When line 3 is evaluated, x is not initialized yet, therefore (reasons the compiler) line 3 must be some kind of fluke that can't happen due to other conditions that the compiler wasn't smart enough to figure out. Since z is not used after line 4, and x is not used before line 5, the same register can be used for both variables. So this little program is compiled to the following operations on registers:

r1 = 0;
r0 = 4;
r0 = - r0;
r1 += r0;
r0 = r1;

The final value of x is the final value of r0, and the final value of y is the final value of r1. These values are x = -3 and y = -4, and not 5 and 4 as would happen if x had been properly initialized.

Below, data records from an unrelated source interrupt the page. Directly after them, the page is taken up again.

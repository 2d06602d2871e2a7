//! Snapshot builder: one fetch-compute pass over both providers.
//!
//! The pipeline is the same every refresh: resolve the trading session and
//! its prior session through the calendar, fetch silver and FX bars plus
//! the two daily exchange tables (through the TTL caches), then run the
//! pure builders below. Fetches are sequential; the result is a fully
//! derived [`DashboardSnapshot`] the TUI renders as-is.

use chrono::{DateTime, NaiveDate, Utc};
use rust_decimal::Decimal;
use tracing::{info, warn};

use crate::cache::TtlCache;
use crate::calendar::TradingCalendar;
use crate::config::{AppConfig, SymbolConfig};
use crate::metrics;
use crate::models::{DailyBar, MarketRow, MarketSegment, QuoteSnapshot, RankingRow};
use crate::provider::{ExchangeClient, GlobalQuoteClient};
use crate::{Result, SterlingError};

/// How many daily bars to request for the closing-price chart.
const BAR_RANGE_DAYS: u32 = 30;

/// Silver card data: latest quote plus its derived conversions.
#[derive(Debug, Clone)]
pub struct SilverOverview {
    pub quote: QuoteSnapshot,
    /// Day-over-day change in percent; `None` when the previous close is zero.
    pub change_pct: Option<Decimal>,
    /// Last price converted to KRW per gram at the current FX rate.
    pub krw_per_gram: Decimal,
    /// USD/KRW rate used for the conversion.
    pub fx_rate: Decimal,
    /// Closing-price series for the line chart, oldest first.
    pub closes: Vec<(NaiveDate, Decimal)>,
}

/// Everything one render pass needs.
#[derive(Debug, Clone)]
pub struct DashboardSnapshot {
    pub silver: SilverOverview,
    /// Market segment the ranking table covers.
    pub segment: MarketSegment,
    /// Trading session the ranking table describes. One session behind the
    /// calendar's latest when the exchange has not published today's table
    /// yet.
    pub session: NaiveDate,
    pub prior_session: NaiveDate,
    /// Full watchlist, sorted strictly descending by volume.
    pub rows: Vec<RankingRow>,
    pub fetched_at: DateTime<Utc>,
}

/// Builds the silver overview from the silver and FX bar series.
///
/// # Errors
///
/// Returns [`SterlingError::Provider`] when either series is empty.
pub fn build_silver(
    silver_symbol: &str,
    bars: &[DailyBar],
    fx_symbol: &str,
    fx_bars: &[DailyBar],
) -> Result<SilverOverview> {
    let quote = QuoteSnapshot::from_bars(silver_symbol, bars)
        .ok_or_else(|| SterlingError::Provider(format!("{silver_symbol}: no bars returned")))?;
    let fx = QuoteSnapshot::from_bars(fx_symbol, fx_bars)
        .ok_or_else(|| SterlingError::Provider(format!("{fx_symbol}: no bars returned")))?;

    let change_pct = metrics::percent_change(quote.last, quote.previous_close);
    let krw_per_gram = metrics::krw_per_gram(quote.last, fx.last);
    let closes = bars.iter().map(|bar| (bar.date, bar.close)).collect();

    Ok(SilverOverview {
        quote,
        change_pct,
        krw_per_gram,
        fx_rate: fx.last,
        closes,
    })
}

/// Builds the derived watchlist rows from today's and the prior session's
/// exchange tables, sorted strictly descending by volume.
///
/// Watchlist codes absent from today's table are silently skipped (halted
/// or delisted issues). A code absent from the prior table, or one whose
/// prior volume is zero, gets `volume_ratio = None`.
pub fn build_ranking(
    today: &[MarketRow],
    prior: &[MarketRow],
    watchlist: &[String],
) -> Vec<RankingRow> {
    let rows: Vec<RankingRow> = watchlist
        .iter()
        .filter_map(|code| {
            let row = today.iter().find(|r| &r.code == code)?;
            let prior_volume = prior.iter().find(|r| &r.code == code).map(|r| r.volume);

            Some(RankingRow {
                code: row.code.clone(),
                name: row.name.clone(),
                close: row.close,
                change_pct: row.change_pct,
                volume: row.volume,
                open: row.open,
                volume_ratio: metrics::volume_ratio(row.volume, prior_volume),
                open_move_pct: metrics::percent_change(row.close, row.open),
                bands: metrics::price_bands(row.close),
            })
        })
        .collect();

    let n = rows.len();
    metrics::top_n_by(rows, n, |row| row.volume)
}

/// Orchestrates the per-refresh fetch-compute pass.
pub struct SnapshotService {
    global: GlobalQuoteClient,
    exchange: ExchangeClient,
    calendar: TradingCalendar,
    symbols: SymbolConfig,
    bar_cache: TtlCache<Vec<DailyBar>>,
    market_cache: TtlCache<Vec<MarketRow>>,
}

impl SnapshotService {
    /// Builds the service and its provider clients from configuration.
    ///
    /// # Errors
    ///
    /// Returns [`SterlingError::Http`] if a client cannot be built.
    pub fn new(config: &AppConfig) -> Result<Self> {
        Ok(Self {
            global: GlobalQuoteClient::new(&config.providers.global_base_url)?,
            exchange: ExchangeClient::new(&config.providers.exchange_base_url)?,
            calendar: TradingCalendar::with_holidays(config.holidays.iter().copied()),
            symbols: config.symbols.clone(),
            bar_cache: TtlCache::new(config.cache_ttl),
            market_cache: TtlCache::new(config.cache_ttl),
        })
    }

    /// Drops every cached provider response (the manual refresh action).
    pub async fn clear_caches(&self) {
        self.bar_cache.clear().await;
        self.market_cache.clear().await;
    }

    /// Runs one full fetch-compute pass for `today`.
    ///
    /// # Errors
    ///
    /// Propagates provider, calendar, and empty-session errors; see
    /// [`SterlingError`].
    pub async fn build(&self, today: NaiveDate) -> Result<DashboardSnapshot> {
        let requested = self.calendar.latest_session_on_or_before(today)?;

        let silver_bars = self.cached_bars(&self.symbols.silver).await?;
        let fx_bars = self.cached_bars(&self.symbols.fx).await?;
        let silver = build_silver(&self.symbols.silver, &silver_bars, &self.symbols.fx, &fx_bars)?;

        let segment = MarketSegment::Kosdaq;
        let (session, today_table) = match self.cached_market_day(segment, requested).await {
            Ok(rows) => (requested, rows),
            Err(err) => {
                let fallback = publication_fallback(&self.calendar, err)?;
                let rows = self.cached_market_day(segment, fallback).await?;
                (fallback, rows)
            }
        };
        let prior_session = self.calendar.previous_session(session)?;
        let prior_table = self.cached_market_day(segment, prior_session).await?;
        let rows = build_ranking(&today_table, &prior_table, &self.symbols.watchlist);

        info!(%session, watch_rows = rows.len(), "snapshot built");

        Ok(DashboardSnapshot {
            silver,
            segment,
            session,
            prior_session,
            rows,
            fetched_at: Utc::now(),
        })
    }

    async fn cached_bars(&self, symbol: &str) -> Result<Vec<DailyBar>> {
        let key = format!("bars:{symbol}:{BAR_RANGE_DAYS}");
        if let Some(bars) = self.bar_cache.get(&key).await {
            return Ok(bars);
        }
        let bars = self.global.daily_bars(symbol, BAR_RANGE_DAYS).await?;
        self.bar_cache.insert(&key, bars.clone()).await;
        Ok(bars)
    }

    async fn cached_market_day(
        &self,
        segment: MarketSegment,
        date: NaiveDate,
    ) -> Result<Vec<MarketRow>> {
        let key = format!("market:{segment}:{date}");
        if let Some(rows) = self.market_cache.get(&key).await {
            return Ok(rows);
        }
        let rows = self.exchange.market_day(segment, date).await?;
        if rows.is_empty() {
            // Do not cache: the table may simply not be published yet.
            return Err(SterlingError::EmptySession(date));
        }
        self.market_cache.insert(&key, rows.clone()).await;
        Ok(rows)
    }
}

/// Steps back one session when the requested table is empty: the exchange
/// publishes the daily table after the close, so a dashboard launched on a
/// trading morning shows the previous session instead of failing. Every
/// other error propagates unchanged.
fn publication_fallback(calendar: &TradingCalendar, error: SterlingError) -> Result<NaiveDate> {
    match error {
        SterlingError::EmptySession(date) => {
            let fallback = calendar.previous_session(date)?;
            warn!(%date, %fallback, "daily table not published yet, showing previous session");
            Ok(fallback)
        }
        other => Err(other),
    }
}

For a more elaborate example, consider the following code fragment:

unsigned i, x;
for (i = 0; i < 10; i++) {
    x = (condition() ? some_value() : -x);
}

Suppose that the compiler detects that condition has no side effect. Since condition does not modify x, the compiler knows that the first run through the loop cannot possibly be accessing x since it is not initialized yet. Therefore the first execution of the loop body is equivalent to x = some_value(), there's no need to test the condition. The compiler may compile this code as if you'd written

unsigned i, x;
i = 0; /* if some_value() uses i */
x = some_value();
for (i = 1; i < 10; i++) {
    x = (condition() ? some_value() : -x);
}

The way this may be modeled inside the compiler is to consider that any value depending on x has whatever value is convenient as long as x is uninitialized. Because the behavior when an uninitialized variable is undefined, rather than the variable merely having an unspecified value, the compiler does not need to keep track of any special mathematical relationship between whatever-is-convenient values. Thus the compiler may analyze the code above in this way:

• during the first loop iteration, x is uninitialized by the time -x is evaluated.
• -x has undefined behavior, so its value is whatever-is-convenient.
• The optimization rule condition ? value : value applies, so this code can be simplified to condition; value.

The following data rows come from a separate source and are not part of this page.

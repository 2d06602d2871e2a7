//! Status bar component.

use ratatui::{
    Frame,
    layout::Rect,
    style::{Color, Style},
    text::{Line, Span},
    widgets::Paragraph,
};

use crate::tui::app::{App, RefreshState};

/// Renders the status bar.
pub fn render(frame: &mut Frame, area: Rect, app: &App) {
    let state_color = match app.refresh_state {
        RefreshState::Idle => Color::Green,
        RefreshState::Refreshing => Color::Yellow,
    };

    let age_span = match app.last_updated {
        Some(at) => Span::styled(
            format!(" updated {}s ago ", at.elapsed().as_secs()),
            Style::default().fg(Color::Cyan),
        ),
        None => Span::styled(" no data yet ", Style::default().fg(Color::DarkGray)),
    };

    let error_span = if let Some(ref error) = app.error_message {
        Span::styled(
            format!(" {} ", error.message),
            Style::default().fg(Color::Red),
        )
    } else {
        Span::raw("")
    };

    let tab_info = format!(" {}/{} ", app.active_tab + 1, app.tabs.len());

    let spans = vec![
        Span::styled(
            format!(" {} ", app.refresh_state.label()),
            Style::default().fg(state_color),
        ),
        Span::raw("│"),
        age_span,
        Span::raw("│"),
        error_span,
        Span::raw(format!(
            "{:>width$}",
            tab_info,
            width = area.width.saturating_sub(35) as usize
        )),
    ];

    let line = Line::from(spans);

    let para = Paragraph::new(line).style(Style::default().bg(Color::DarkGray));
    frame.render_widget(para, area);
}
//! Explicit TTL memoization for provider queries.
//!
//! The original dashboards leaned on an implicit short-TTL decorator cache.
//! Here the policy is auditable: key = query parameters, value = result,
//! expiry = wall-clock TTL, plus an explicit [`TtlCache::clear`] for the
//! manual refresh action.

use std::collections::HashMap;
use std::time::{Duration, Instant};

use tokio::sync::RwLock;

struct CacheEntry<T> {
    value: T,
    expires_at: Instant,
}

/// A process-wide time-to-live cache keyed by query-parameter strings.
pub struct TtlCache<T> {
    entries: RwLock<HashMap<String, CacheEntry<T>>>,
    ttl: Duration,
}

impl<T: Clone + Send + Sync> TtlCache<T> {
    /// Creates a cache whose entries expire `ttl` after insertion.
    pub fn new(ttl: Duration) -> Self {
        Self {
            entries: RwLock::new(HashMap::new()),
            ttl,
        }
    }

    /// Returns the cached value for `key` if present and not expired.
    pub async fn get(&self, key: &str) -> Option<T> {
        let entries = self.entries.read().await;
        entries
            .get(key)
            .filter(|entry| Instant::now() < entry.expires_at)
            .map(|entry| entry.value.clone())
    }

    /// Stores `value` under `key` with the configured TTL.
    pub async fn insert(&self, key: &str, value: T) {
        let mut entries = self.entries.write().await;
        entries.insert(
            key.to_string(),
            CacheEntry {
                value,
                expires_at: Instant::now() + self.ttl,
            },
        );
    }

    /// Removes a single key.
    pub async fn invalidate(&self, key: &str) {
        self.entries.write().await.remove(key);
    }

    /// Removes every entry, expired or not.
    pub async fn clear(&self) {
        self.entries.write().await.clear();
    }
}

impl<T> std::fmt::Debug for TtlCache<T> {
    fn fmt(&self, f: &mut std::fmt::Formatter<'_>) -> std::fmt::Result {
        f.debug_struct("TtlCache").field("ttl", &self.ttl).finish()
    }
}
//! Tab layouts.

pub mod ranking;
pub mod silver;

When confronted with the code in your question, this same compiler analyzes that when x = - x is evaluated, the value of -x is whatever-is-convenient. So the assignment can be optimized away.

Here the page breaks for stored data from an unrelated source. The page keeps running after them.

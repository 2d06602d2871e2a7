//! Terminal User Interface for the sterling dashboard.
//!
//! Ratatui-based rendering of the silver overview and the KOSDAQ volume
//! ranking, driven by a single message pump (terminal input, tick timer,
//! background refresh loop).

pub mod app;
pub mod components;
pub mod event;
pub mod format;
pub mod tabs;
pub mod terminal;
pub mod ui;

pub use app::App;
pub use event::{Event, Message};
pub use terminal::{TerminalGuard, Tui};
pub use ui::render;
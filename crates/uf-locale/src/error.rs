//! Locale and numeric parsing errors.

use thiserror::Error;

/// Rejected locale definition.
#[derive(Error, Debug, Clone, Copy, PartialEq, Eq)]
pub enum LocaleError {
    #[error("Decimal and grouping separator are both {0:?}")]
    SeparatorClash(char),

    #[error("Separator {0:?} is a decimal digit")]
    DigitSeparator(char),

    #[error("{0:?} is not the zero of a decimal digit script")]
    InvalidZeroDigit(char),

    #[error("Grouping size must be at least 1")]
    ZeroGroupingSize,
}

/// Why a string is not a decimal number under a locale's rules.
#[derive(Error, Debug, Clone, Copy, PartialEq, Eq)]
pub enum NumberParseError {
    #[error("No numeric text")]
    Empty,

    #[error("No decimal digits")]
    NoDigits,

    #[error("Minus sign must lead the number")]
    MisplacedSign,

    #[error("More than one decimal separator")]
    MultipleDecimalSeparators,

    #[error("Grouping separator outside the integer digits")]
    MisplacedGrouping,

    #[error("Unexpected character {0:?}")]
    UnexpectedCharacter(char),

    #[error("Value is out of range for a {bits}-bit float")]
    OutOfRange { bits: u32 },
}
//! uf-locale: locale-aware decimal formatting and parsing.
//!
//! Provides:
//! - `NumberLocale`: decimal/grouping separators and digit script, with presets
//!   and ambient resolution from `LC_ALL` / `LC_NUMERIC` / `LANG`
//! - `NumberFormat`: renders `UnitFloat` values and reads them back
//!
//! # Example
//!
//! ```
//! use uf_locale::{NumberFormat, NumberLocale};
//!
//! let format = NumberFormat::new(NumberLocale::de_de());
//! assert_eq!(format.format(-4711.5), "-4.711,5");
//! assert_eq!(format.parse::<f64>("-4.711,5"), Ok(-4711.5));
//! ```

pub mod error;
pub mod format;
pub mod locale;
mod parse;

// Re-exports for ergonomics
pub use error::{LocaleError, NumberParseError};
pub use format::{INFINITY_SYMBOL, NAN_SYMBOL, NumberFormat};
pub use locale::{LOCALE_ENV_VARS, NumberLocale};
pub use uf_core::UnitFloat;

I haven't looked for an example of a compiler that behaves as described above, but it's the kind of optimizations good compilers try to do. I wouldn't be surprised to encounter one. Here's a less plausible example of a compiler with which your program crashes. (It may not be that implausible if you compile your program in some kind of advanced debugging mode.)

This hypothetical compiler maps every variable in a different memory page and sets up page attributes so that reading from an uninitialized variable causes a processor trap that invokes a debugger. Any assignment to a variable first makes sure that its memory page is mapped normally. This compiler doesn't try to perform any advanced optimization — it's in a debugging mode, intended to easily locate bugs such as uninitialized variables. When x = - x is evaluated, the right-hand side causes a trap and the debugger fires up.